Tindakan tegas ini merupakan bagian dari upaya berkelanjutan kepolisian untuk menertibkan praktik distribusi dan peredaran minyak tanpa izin yang jelas serta melanggar ketentuan hukum yang berlaku.
Sejumlah kendaraan yang diamankan saat ini masih disimpan di Mapolsek Keluang guna menjalani pemeriksaan dan penelusuran lebih mendalam. Bersama penyidik Satuan Reserse Kriminal (Satreskrim) Polres Musi Banyuasin, aparat terus mendalami keterlibatan pihak-pihak yang diduga berperan dalam rantai aktivitas tersebut untuk memastikan perkara terungkap secara utuh.
Kapolsek Keluang, AKP Apriansyah, didampingi Kepala Unit Reskrim, Ipda Nizam, menjelaskan bahwa seluruh proses penindakan dilakukan secara prosedural melalui mekanisme gelar perkara.
Hal ini bertujuan untuk memastikan terpenuhinya unsur pidana sebelum sebuah perkara ditingkatkan ke tahap penyidikan.
“Setiap perkara wajib dilakukan gelar perkara di Satreskrim Polres Muba. Apabila unsur hulu atau asal-usul minyak belum dapat dibuktikan atau belum terpenuhi, maka perkara tersebut belum dapat dinaikkan ke tahap penyidikan,” ujar AKP Apriansyah.
Hasil pendalaman sementara di lapangan menunjukkan, sebagian pihak yang diamankan diketahui membeli minyak dari warga yang mengelola tempat penampungan atau yang dikenal masyarakat dengan sebutan “lopon”.
Minyak tersebut diduga berasal dari jerigen-jerigen yang dijual para tengkulak dengan menggunakan sepeda motor, yang beroperasi di wilayah Desa Tanjung Dalam.
Untuk memperkuat bukti dan analisis, penyidik juga telah melibatkan Direktorat Kriminal Khusus (Krimsus) Polda Sumatera Selatan guna membantu pendalaman terkait dugaan aktivitas minyak ilegal tersebut.
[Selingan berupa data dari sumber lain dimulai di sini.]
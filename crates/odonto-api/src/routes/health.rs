use axum::Json;
use serde::Serialize;

#[derive(Serialize)]
pub struct Health {
    pub status: &'static str,
    pub version: &'static str,
}

pub async fn health_check() -> Json<Health> {
    Json(Health {
        status: "ok",
        version: env!("CARGO_PKG_VERSION"),
    })
}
Meski sebagian kasus belum memenuhi unsur hukum untuk naik ke tahap penyidikan, polisi menegaskan bahwa proses pemeriksaan tetap berjalan secara profesional, transparan, dan sesuai prosedur tetap.
Dari penanganan kasus ini, satu perkara telah resmi ditingkatkan statusnya menjadi tahap penyidikan oleh Satreskrim Polres Musi Banyuasin.
Perkara tersebut berkaitan dengan satu unit mobil Gran Max yang diduga beroperasi mengambil minyak di wilayah Sumur D, tepatnya kawasan C1 Sungai Lilin.
Peningkatan status perkara ini dilakukan setelah penyidik menemukan bukti permulaan yang cukup dan unsur pidana yang lengkap, berdasarkan hasil gelar perkara serta fakta-fakta yang ditemukan di lapangan.
AKP Apriansyah menegaskan, pihak kepolisian akan terus meningkatkan pengawasan dan melakukan penindakan tegas terhadap segala bentuk aktivitas pengangkutan maupun penampungan minyak ilegal.
Langkah ini diambil demi menjaga keamanan, ketertiban masyarakat, serta menegakkan kedaulatan hukum di wilayah hukum Musi Banyuasin.
Ia mengingatkan kembali bahwa sesuai Pasal 53 Undang-Undang Minyak dan Gas Bumi, setiap pihak yang melakukan kegiatan usaha hilir migas seperti pengangkutan, penyimpanan, pengolahan, hingga niaga minyak dan gas bumi tanpa memiliki izin resmi dari pihak berwenang, dapat diancam dengan pidana dan denda yang berat.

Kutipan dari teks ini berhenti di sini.